In spite of an increasingly negative economic outlook, Warrington Shaw analysts say oil prices have received a much-needed boost from OPEC led production cuts. Towards the end of December last year, OPEC and its allies decided to extend output cuts in order to prevent an oversupply problem. It was decided that oil production would be cut by 1.2 million barrels per day.
But as the threat to global growth increases and concerns were fueled by recent news that US officials had canceled trade discussions with their Chinese counterparts this week, oil prices slumped.
On Tuesday, Brent crude futures fell 0.8% and WTI crude futures were down 0.7%.
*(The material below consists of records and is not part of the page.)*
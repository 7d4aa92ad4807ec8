use anyhow::{Context, Result};
use chrono::Utc;
use clap::Parser;
use command::{Command, MigrateCommand};
use pgmigrate::config::Config;
use pgmigrate::db::Db;
use pgmigrate::error::Error;
use pgmigrate::file;
use pgmigrate::migrator::Migrator;
use tracing::{debug, info, Level};

mod command;

fn main() -> Result<()> {
    dotenv::dotenv().ok();

    let command = Command::parse();
    let config = Config::load(command.overrides());
    let level = if config.debug {
        Level::DEBUG
    } else {
        Level::INFO
    };

    let subscriber = tracing_subscriber::FmtSubscriber::builder()
        .without_time()
        .with_target(false)
        .with_max_level(level)
        .finish();

    tracing::subscriber::set_global_default(subscriber)
        .context("setting tracing subscriber failed")?;

    match command {
        Command::Create { name, .. } => create(&config, &name),
        Command::Migrate(command) => migrate(&config, command),
    }
}

fn create(config: &Config, name: &str) -> Result<()> {
    let (up, down) = file::create_pair(&config.migrations_dir, name, Utc::now())
        .with_context(|| format!("couldn't create migration {:?}", name))?;
    println!("created:");
    println!("  {}", up.display());
    println!("  {}", down.display());
    Ok(())
}

fn migrate(config: &Config, command: MigrateCommand) -> Result<()> {
    let database_url = config.database_url()?;
    let migrations = file::list(&config.migrations_dir)?;
    debug!(
        "{} migrations in {}",
        migrations.len(),
        config.migrations_dir.display()
    );

    let mut db = Db::connect(&database_url).context("couldn't connect to database")?;
    db.create_migrations_table()
        .context("failed creating migrations table")?;
    let mut migrator = Migrator::new(db, migrations);

    let result = match command {
        MigrateCommand::Up { steps: 0, .. } => migrator.up(),
        MigrateCommand::Up { steps, .. } => migrator.steps(to_signed(steps)?),
        MigrateCommand::Down { all: true, .. } => migrator.down(),
        MigrateCommand::Down { steps, .. } => {
            let steps = steps.context("specify --steps or --all")?;
            migrator.steps(-to_signed(steps)?)
        }
        MigrateCommand::To { version, .. } => migrator.migrate(version),
        MigrateCommand::Force { version, .. } => migrator.force(version),
        MigrateCommand::Version { .. } => match migrator.version() {
            Ok((version, dirty)) => {
                println!("version: {}, dirty={}", version, dirty);
                Ok(())
            }
            Err(Error::NilVersion) => {
                println!("version: 0, dirty=false (no migrations applied)");
                Ok(())
            }
            Err(err) => Err(err),
        },
    };

    match result {
        Err(Error::NoChange) => info!("no change"),
        result => result?,
    }

    Ok(())
}

fn to_signed(steps: u64) -> Result<i64> {
    i64::try_from(steps).context("--steps is too large")
}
Analysts at Warrington Shaw say cooling manufacturing activity in the world’s second largest economy is affecting the demand for oil and fears of a global economic slowdown were fueling concerns about future demand for the commodity.
But Warrington Shaw analysts say that based on the recent forecasts of the International Energy Agency which predicted that demand for oil would increase to 1.4 million barrels per day this year, the oil market could rebalance during 2019.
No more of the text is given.